How to Revoke Your Emails in Gmail
There are times when you would like to revoke your mails after their purpose is complete. For instance, when you are sending a financial statement to an agent or project work to a colleague. Gmail, as such does not provide option to revoke messages, but there are few other ways we can achieve this:
#. Recalling a Mail
Gmail has an undo feature which lets you recall your sent mail instantly. You can find this feature under Gmail settings. Best suited for times when you notice a typo or forget to attach a file.
Unfortunately, you can recall a mail till 30 seconds of sending it. However, we can used other technique (mentioned below) to erase the contents long after sending.
#. Revoking Access to an Attachment
The simplest way to manage access to your attachments is to use them with Google Drive. Once uploaded in Drive, you can email the shareable link with the view or edit permissions that you can revoke anytime.
#. Revoking Mail Contents
Self-destructing mails sounds a good idea. But can we have temporary mails on a platform built for preserving information? The answer lies with third party extensions. There are two popular extensions to create self-destructing mails:
It shows your message for only a few seconds before it fades away. The way it works is by converting your text into a gif image that disappearers after a while. This image is downloaded temporarily from the fade.li’s servers and then destroyed after viewing. So, there is no way to view the message again.

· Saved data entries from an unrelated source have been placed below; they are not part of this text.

//! Point-in-time view of the core for the display surfaces.
//!
//! A snapshot is captured under the core's lock and then owned by the
//! caller, so renderers never hold the lock while drawing.

use std::time::Duration;

use super::phase::{BaroAlert, FlightPhase};
use super::state::FmsState;

/// Owned copy of everything the flight displays read each frame.
#[derive(Debug, Clone)]
pub struct FmsSnapshot {
    /// Whether a plan is installed.
    pub loaded: bool,
    /// Status surface text (`NO F-PLN`, `LOADED`, ...).
    pub status: String,
    /// Index of the active leg.
    pub active_index: usize,
    /// Departure airport ICAO.
    pub origin_icao: String,
    /// Arrival airport ICAO.
    pub destination_icao: String,
    /// Planned cruise altitude, feet.
    pub cruise_alt_ft: f64,

    /// Latest raw ground speed, knots.
    pub ground_speed_kt: f64,
    /// Smoothed acceleration estimate, knots per second.
    pub acceleration_kt_s: f64,
    /// Latest fuel on board, kilograms.
    pub fuel_kg: f64,
    /// Latest total fuel flow, kilograms per hour.
    pub fuel_flow_kg_hr: f64,

    /// Remaining distance to the destination, NM.
    pub dist_to_dest_nm: f64,
    /// Estimated time to the destination.
    pub time_to_dest: Duration,
    /// Distance to the top-of-descent point, NM. Negative once passed.
    pub dist_to_td_nm: f64,
    /// Estimated time to the top-of-descent point.
    pub time_to_td: Duration,
    /// Route completion, 0 to 100 percent.
    pub progress_pct: f64,
    /// Predicted fuel at destination, kilograms.
    pub fuel_pred_dest_kg: f64,
    /// Deviation from the ideal descent path, feet. Positive is high.
    pub vnav_deviation_ft: f64,

    /// Current flight phase.
    pub phase: FlightPhase,
    /// Cruise-altitude soft check (`CHK FLxxx`), when raised.
    pub cruise_check: Option<String>,
    /// Barometric-setting reminder, when raised.
    pub baro_alert: Option<BaroAlert>,
}

impl FmsSnapshot {
    pub(super) fn capture(state: &FmsState) -> Self {
        Self {
            loaded: state.loaded,
            status: state.status.clone(),
            active_index: state.active_idx,
            origin_icao: state.plan.origin.icao.clone(),
            destination_icao: state.plan.destination.icao.clone(),
            cruise_alt_ft: state.plan.cruise_alt_ft,
            ground_speed_kt: state.current_gs_kt,
            acceleration_kt_s: state.acceleration_kt_s,
            fuel_kg: state.fuel_kg,
            fuel_flow_kg_hr: state.fuel_flow_kg_hr,
            dist_to_dest_nm: state.dist_to_dest_nm,
            time_to_dest: state.time_to_dest,
            dist_to_td_nm: state.dist_to_td_nm,
            time_to_td: state.time_to_td,
            progress_pct: state.progress_pct,
            fuel_pred_dest_kg: state.fuel_pred_dest_kg,
            vnav_deviation_ft: state.vnav_deviation_ft,
            phase: state.phase,
            cruise_check: state.cruise_check.clone(),
            baro_alert: state.baro_alert.map(|raised| raised.kind),
        }
    }

    /// Annunciator text for the baro alert, empty when none is raised.
    pub fn baro_alert_text(&self) -> &'static str {
        self.baro_alert.map(|alert| alert.as_str()).unwrap_or("")
    }
}

#[cfg(test)]
mod tests {
    use super::*;
    use crate::fms::phase::RaisedBaroAlert;
    use crate::fms::status;
    use chrono::Utc;

    #[test]
    fn test_capture_of_fresh_state() {
        let snapshot = FmsSnapshot::capture(&FmsState::new());
        assert!(!snapshot.loaded);
        assert_eq!(snapshot.status, status::NO_PLAN);
        assert_eq!(snapshot.active_index, 0);
        assert_eq!(snapshot.baro_alert, None);
        assert_eq!(snapshot.baro_alert_text(), "");
    }

    #[test]
    fn test_baro_alert_text_when_raised() {
        let mut state = FmsState::new();
        state.baro_alert = Some(RaisedBaroAlert {
            kind: BaroAlert::SetStd,
            raised_at: Utc::now(),
        });
        let snapshot = FmsSnapshot::capture(&state);
        assert_eq!(snapshot.baro_alert, Some(BaroAlert::SetStd));
        assert_eq!(snapshot.baro_alert_text(), "SET STD");
    }
}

You can even use the self-destructing functionality without installing the extension. Just append “.fade.li” at the end of an email address and it will do the rest. Try sending a mail to email@example.com and see how it works out.
2) Dmail – From the makers of Delicious, this nifty extension lets you create mails that can be revoked any time. Extension creates a ‘Revoke’ button for your sent emails or lets you decide forefront on when to expire its content. Its working is quite similar to sharing Google Docs files. The recipients receive a link which contains your actual message. You control the sharing rights of the link, which in turn controls the contents of the mail.
However, Dmail does not do something revolutionary. You can have same functionality by writing the contents on a document and sharing it temporarily on Google Docs. Dmail just makes control management easier.
The good thing about both of these extensions is that they are not required at receiver’s end. Also, they work for other mail services like yahoo.com too. Both of them uses 256-bit encryption algorithm end-to-end but somewhere your mail contents are getting accessed by their servers. Fade.li specifies their limit as 50 mails per day whereas there is no information about Dmail.